17 Rue Thomas, Toulouse, Provençe
28 November 1015
My dearest cousin Armand,
I have the most awful news, news you will scarcely be able to credit—except that you will, because you will surely have heard of it yourself before you ever begin to catch up with my letters. I do hope that is soon!
But just in case, just in the event that in some calm and forgiving world you should have arrived in Yorke and before ever you returned to your own home made your placid way to Madrigal Court to see my dear Mama, only to find her out of the house, and so have settled in the drawing room or the library with your mail, which some servant will have handed to you, to read and wait for her, blissfully unaware—
Well, but I can put it off only so long.
Armand, I must baldly tell you that your father has had to be confined, for there was a fracas at the Guild Hall. A fracas caused, and instigated, and determined upon, and driven by your own male parent.

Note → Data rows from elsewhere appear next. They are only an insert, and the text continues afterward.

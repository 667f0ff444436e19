//! Statistics for the broadcast engine

use crate::session::PlaybackPhase;

/// Engine-wide statistics snapshot
#[derive(Debug, Clone)]
pub struct EngineStats {
    /// Current playback phase
    pub phase: PlaybackPhase,
    /// Pacing rate of the current pipeline (bytes/sec), 0 before the first start
    pub bitrate: u64,
    /// Connected listeners
    pub clients: usize,
    /// Chunks handed to the registry
    pub chunks_broadcast: u64,
    /// Bytes handed to the registry
    pub bytes_broadcast: u64,
    /// Listeners dropped for falling behind
    pub clients_evicted: u64,
    /// Effects spliced since the engine was created
    pub effects_triggered: u64,
}

impl EngineStats {
    /// Seconds of audio broadcast so far at the current rate
    pub fn seconds_broadcast(&self) -> f64 {
        if self.bitrate > 0 {
            self.bytes_broadcast as f64 / self.bitrate as f64
        } else {
            0.0
        }
    }

    /// Average chunk size in bytes
    pub fn average_chunk_size(&self) -> u64 {
        if self.chunks_broadcast > 0 {
            self.bytes_broadcast / self.chunks_broadcast
        } else {
            0
        }
    }
}

impl Default for EngineStats {
    fn default() -> Self {
        Self {
            phase: PlaybackPhase::Idle,
            bitrate: 0,
            clients: 0,
            chunks_broadcast: 0,
            bytes_broadcast: 0,
            clients_evicted: 0,
            effects_triggered: 0,
        }
    }
}

#[cfg(test)]
mod tests {
    use super::*;

    #[test]
    fn test_engine_stats_default() {
        let stats = EngineStats::default();
        assert_eq!(stats.phase, PlaybackPhase::Idle);
        assert_eq!(stats.clients, 0);
        assert_eq!(stats.seconds_broadcast(), 0.0);
        assert_eq!(stats.average_chunk_size(), 0);
    }

    #[test]
    fn test_engine_stats_with_data() {
        let stats = EngineStats {
            phase: PlaybackPhase::Playing,
            bitrate: 16_000,
            clients: 3,
            chunks_broadcast: 20,
            bytes_broadcast: 32_000,
            clients_evicted: 0,
            effects_triggered: 1,
        };

        // 32,000 bytes at 16,000 bytes/sec
        assert_eq!(stats.seconds_broadcast(), 2.0);
        assert_eq!(stats.average_chunk_size(), 1_600);
    }
}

As you may not know, depending on which of my letters you have seen, your father is no longer grandmaster of the Former’s Guild, having been quietly replaced some time ago, by a vote of the guild, with Grandmaster Netherington-Coates. His rages, his mad rants about persecution, his bizarre flights of fancy about unnamed and despicable and wholly imaginary enemies, all of these rendered him incapable to do his duty. Ever mindful, as he was, of the prestige and reputation of the Guild, the members have done what was necessary to preserve them.
But his bodily strength is as it ever was; and he will not be told, Armand. Mother tells me that nothing that anyone says to him sticks in his head. At best he hears part of it, and it joins the morass of mistakes and illogic that seem to drive him now.
And yet, on first meeting he can be charming still, so I’m told, the bluff man of affairs, resolute on his duty. It is only after a time of conversation that an outsider would realize that something is—off.
For the sake of peace, for the members of the guild (barring yourself) have always esteemed him for his abilities if not his temper, and since they could not prevent him without having him restrained, he has been allowed to retain the use of the grandmaster’s chamber in the Guild Hall. He goes there each day, and sits at his desk, and members of the guild come and visit him and try to keep him calm; while all the while all of the real business is being handled by his successor in quite another part of the building.
This has been the way of things for some weeks; but today I had the latest in a letter from my dear Mama.
Some days ago your father took it into his head to go wandering about the building. They give him make-work to do, you know—details of contracts for him to review, contracts that have already been signed or rejected—just to keep him busy, but Grandmaster Netherington-Coates told your mother that your father has been having increasing difficulty in making sense of them; and it is thought that he left his desk in a fit of boredom and frustration.
He found a message boy in a corridor he never would have entered under normal circumstances, a message boy carrying what was clearly a document to be signed by the Grandmaster of the Guild—a sight he has, after all, seen countless times—and said, “Here, boy, give me that,” in such a forbidding voice that the lad was quite terrified.
“But I cannot, sir,” he said. “It’s for the Grandmaster.”
And with that, I am afraid, the fat hit the fire.
Grandmaster Netherington-Coates came at a run when he heard the noise. He found your father standing over the boy, shouting and berating him in a terrible way, having knocked him to the floor with a mighty blow. Netherington-Coates attempted to calm him, and was physically attacked in turn; and in the end it took four younger members of the guild and two servants to restrain him, and the poor Grandmaster received a broken arm.
It is fortunate that this occurred at the Guild Hall, for under guild law it can remain a guild matter; there is no reason for the guild to bring it to the attention of His Majesty’s courts. The official story is that the Grandmaster slipped and fell down a flight of stairs, breaking his arm; and publicly nothing has been said about your father at all.
For the time being he remains in confinement at the Guild Hall, watched by three stout journeymen; and I am informed that he spends his time cursing those who have stolen his pride and his position (for of course that particular detail chose to stick in his head) and scheming increasingly outlandish schemes to regain it.
The silver lining is that your mother is now safe from his rages; and Mama and Papa have had her come to stay with them for a time, for her own rest and relief; for she has been quite shaken by the events of the last months.
I do not know when you will read this, Armand, but I hope it is soon; and from my bed-sit here in Toulouse I am counting the days until I hear that you have arrived in Yorke to make yourself master in your own house.